He apagado la luz a las 23:30. Al cabo de
lo que me parece un rato miro el móvil y me entero de que llevo
dando vueltas ni más ni menos que tres horas. Tres. Horas. Lo que
hace el cerebro con el tiempo es tan arbitrario que no merece en
absoluto que se lo tome en serio. A ninguno de los dos. Las horas se
contraen y se dilatan a su antojo, se contraen y se dilatan, y a
veces, con tanto titubeo, van y se rompen. Y cuando el tiempo se
rompe pasan cosas perturbadoras. De repente juraría que con quien he
merendado esta tarde ha sido con mi tía muerta hace, demonios,
¿cuántos años? De repente me acuerdo de todo lo que ha dicho y ha
dejado de decir alguien con quien todavía no me he reencontrado. A
estas alturas de la noche tengo el cerebro lleno de basura.
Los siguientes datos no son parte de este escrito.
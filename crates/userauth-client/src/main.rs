//! ```sh
//! USERAUTH_PASSWORD=qwerty cargo r -p userauth-client -F binary -- admin
//! ```

use clap::Parser;
use std::process::ExitCode;
use userauth_api_types::request::AuthRequest;
use userauth_api_types::response::AuthOutcome;
use userauth_client::{Client, DEFAULT_ENDPOINT};

#[derive(Parser, Debug)]
#[command(version, about)]
pub struct Args {
    /// Server root URL (`http://127.0.0.1:8000`)
    #[arg(long, default_value = DEFAULT_ENDPOINT)]
    endpoint: String,
    username: String,
    #[arg(env = "USERAUTH_PASSWORD", hide_env_values = true)]
    password: String,
}

#[tokio::main]
async fn main() -> anyhow::Result<ExitCode> {
    tracing_subscriber::fmt::init();

    let args = Args::parse();

    let client = Client::new(&args.endpoint)?;
    let response = client
        .authenticate(&AuthRequest::new(args.username, args.password))
        .await?;

    println!("{}", response.status_code);

    Ok(match response.outcome() {
        AuthOutcome::Accepted => ExitCode::SUCCESS,
        AuthOutcome::Rejected | AuthOutcome::Unexpected(_) => ExitCode::FAILURE,
    })
}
Y después de este desvelo monstruoso, en
el que has vivido en mí unas cuantas historias dulces y otras
cuantas sonrojantes, lo único sensato que pienso es que el insomnio
es una aberración zoológica. Estar cansado en la guarida y que la
violencia de estar vivo no se interrumpa. ¿Eso a qué animal le
pasa? ¿Qué criatura permanece alerta cuando ya no hace falta? La
naturaleza es brutalmente conservadora y procura seguir a rajatabla
la ley del mínimo esfuerzo. La conciencia, en cambio, es un
derroche.
Porque, date cuenta, el insomnio no es un
estado alterado de la conciencia. No es un trastorno, sino su verdad
última. La mente, esa excepción, purificada y elevada a su enésima
potencia. Cuando no puedes dormir el parloteo interno se radicaliza y
conquista la superficie del cerebro. Doblega a los procesos de
atención e interacción con la realidad externa. Liquida la función
ejecutiva que durante la vigilia te permite dar respuestas a la
información recibida y hacer cosas. Censura y purga toda relación
con tu cuerpo. Piernas, espalda sudada sobre las sábanas, pulmones,
labios entreabiertos: nada de eso es realmente tuyo mientras tu
conciencia se propaga por la habitación como un virus. El
pensamiento lógico se convierte en una de esas bonitas e
irrealizables utopías de paz tan queridas a las aspirantes a Miss
Mundo. La memoria ha sido dinamitada. Trozos desmembrados de tu vida
apestan por todas partes. Ya sólo queda la tierra yerma de la
cháchara.
Dando vueltas y más vueltas en la cama
te das cuenta de que la conciencia es una pifia. Un órgano demasiado
moderno, malamente diseñado y peor acabado por los suplentes de la
naturaleza. Una chapuza. Que la experiencia humana gire
obsesivamente, como un hámster en su rueda, en torno a un discurso
interior maniático y disperso; que la cháchara no se interrumpa
nunca; que te identifiques de tal modo con tu conciencia: es de risa.
No vamos a curarnos del insomnio hasta que el titular de la evolución
se reincorpore a su puesto de trabajo.